_YOUR OBJECTIVE:_ Write the entries below out again without a single difference.

Dataset items
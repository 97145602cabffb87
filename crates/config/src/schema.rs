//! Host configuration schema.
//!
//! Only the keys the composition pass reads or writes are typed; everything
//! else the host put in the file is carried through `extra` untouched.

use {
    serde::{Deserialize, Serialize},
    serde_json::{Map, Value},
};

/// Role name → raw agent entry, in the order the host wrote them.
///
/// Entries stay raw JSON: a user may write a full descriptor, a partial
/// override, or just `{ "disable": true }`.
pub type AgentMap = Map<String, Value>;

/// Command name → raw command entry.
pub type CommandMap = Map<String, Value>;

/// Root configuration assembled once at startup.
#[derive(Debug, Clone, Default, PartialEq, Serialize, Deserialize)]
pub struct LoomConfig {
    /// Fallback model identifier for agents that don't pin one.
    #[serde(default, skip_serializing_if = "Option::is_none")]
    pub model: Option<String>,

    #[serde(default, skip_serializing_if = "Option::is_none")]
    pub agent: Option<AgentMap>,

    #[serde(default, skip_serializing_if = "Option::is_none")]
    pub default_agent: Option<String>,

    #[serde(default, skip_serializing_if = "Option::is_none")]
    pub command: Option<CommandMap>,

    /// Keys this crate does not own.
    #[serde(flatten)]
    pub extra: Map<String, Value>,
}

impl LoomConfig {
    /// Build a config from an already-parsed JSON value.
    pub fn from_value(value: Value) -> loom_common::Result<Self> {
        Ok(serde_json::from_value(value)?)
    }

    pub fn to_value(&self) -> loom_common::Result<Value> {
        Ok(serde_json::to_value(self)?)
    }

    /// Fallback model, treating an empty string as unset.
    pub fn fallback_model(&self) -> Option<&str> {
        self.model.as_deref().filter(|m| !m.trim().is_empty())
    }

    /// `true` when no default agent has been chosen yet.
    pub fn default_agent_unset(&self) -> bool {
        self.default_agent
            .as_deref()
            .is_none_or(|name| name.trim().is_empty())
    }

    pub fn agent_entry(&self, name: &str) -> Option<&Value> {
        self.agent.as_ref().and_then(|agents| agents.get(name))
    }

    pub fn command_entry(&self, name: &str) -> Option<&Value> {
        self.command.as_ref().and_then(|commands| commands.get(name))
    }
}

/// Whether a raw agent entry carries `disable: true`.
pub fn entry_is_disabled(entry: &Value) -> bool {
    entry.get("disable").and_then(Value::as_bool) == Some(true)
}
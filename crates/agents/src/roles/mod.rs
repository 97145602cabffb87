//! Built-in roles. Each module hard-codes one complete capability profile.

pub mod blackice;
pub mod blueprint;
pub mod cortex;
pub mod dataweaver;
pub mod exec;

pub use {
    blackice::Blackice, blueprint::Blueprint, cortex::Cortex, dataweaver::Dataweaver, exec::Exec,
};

_EXPECTED ANSWER:_
repository 97145602cabffb87
filename crates/config/src/schema.rs
//! Host configuration schema.
//!
//! Only the keys the composition pass reads or writes are typed; everything
//! else the host put in the file is carried through `extra` untouched.

use {
    serde::{Deserialize, Serialize},
    serde_json::{Map, Value},
};

/// Role name → raw agent entry, in the order the host wrote them.
///
/// Entries stay raw JSON: a user may write a full descriptor, a partial
/// override, or just `{ "disable": true }`.
pub type AgentMap = Map<String, Value>;

/// Command name → raw command entry.
pub type CommandMap = Map<String, Value>;

/// Root configuration assembled once at startup.
#[derive(Debug, Clone, Default, PartialEq, Serialize, Deserialize)]
pub struct LoomConfig {
    /// Fallback model identifier for agents that don't pin one.
    #[serde(default, skip_serializing_if = "Option::is_none")]
    pub model: Option<String>,

    #[serde(default, skip_serializing_if = "Option::is_none")]
    pub agent: Option<AgentMap>,

    #[serde(default, skip_serializing_if = "Option::is_none")]
    pub default_agent: Option<String>,

    #[serde(default, skip_serializing_if = "Option::is_none")]
    pub command: Option<CommandMap>,

    /// Keys this crate does not own.
    #[serde(flatten)]
    pub extra: Map<String, Value>,
}

impl LoomConfig {
    /// Build a config from an already-parsed JSON value.
    pub fn from_value(value: Value) -> loom_common::Result<Self> {
        Ok(serde_json::from_value(value)?)
    }

    pub fn to_value(&self) -> loom_common::Result<Value> {
        Ok(serde_json::to_value(self)?)
    }

    /// Fallback model, treating an empty string as unset.
    pub fn fallback_model(&self) -> Option<&str> {
        self.model.as_deref().filter(|m| !m.trim().is_empty())
    }

    /// `true` when no default agent has been chosen yet.
    pub fn default_agent_unset(&self) -> bool {
        self.default_agent
            .as_deref()
            .is_none_or(|name| name.trim().is_empty())
    }

    pub fn agent_entry(&self, name: &str) -> Option<&Value> {
        self.agent.as_ref().and_then(|agents| agents.get(name))
    }

    pub fn command_entry(&self, name: &str) -> Option<&Value> {
        self.command.as_ref().and_then(|commands| commands.get(name))
    }
}

/// Whether a raw agent entry carries `disable: true`.
pub fn entry_is_disabled(entry: &Value) -> bool {
    entry.get("disable").and_then(Value::as_bool) == Some(true)
}
filename crates/agents/src/roles/mod.rs
repository 97145602cabffb87
//! Built-in roles. Each module hard-codes one complete capability profile.

pub mod blackice;
pub mod blueprint;
pub mod cortex;
pub mod dataweaver;
pub mod exec;

pub use {
    blackice::Blackice, blueprint::Blueprint, cortex::Cortex, dataweaver::Dataweaver, exec::Exec,
};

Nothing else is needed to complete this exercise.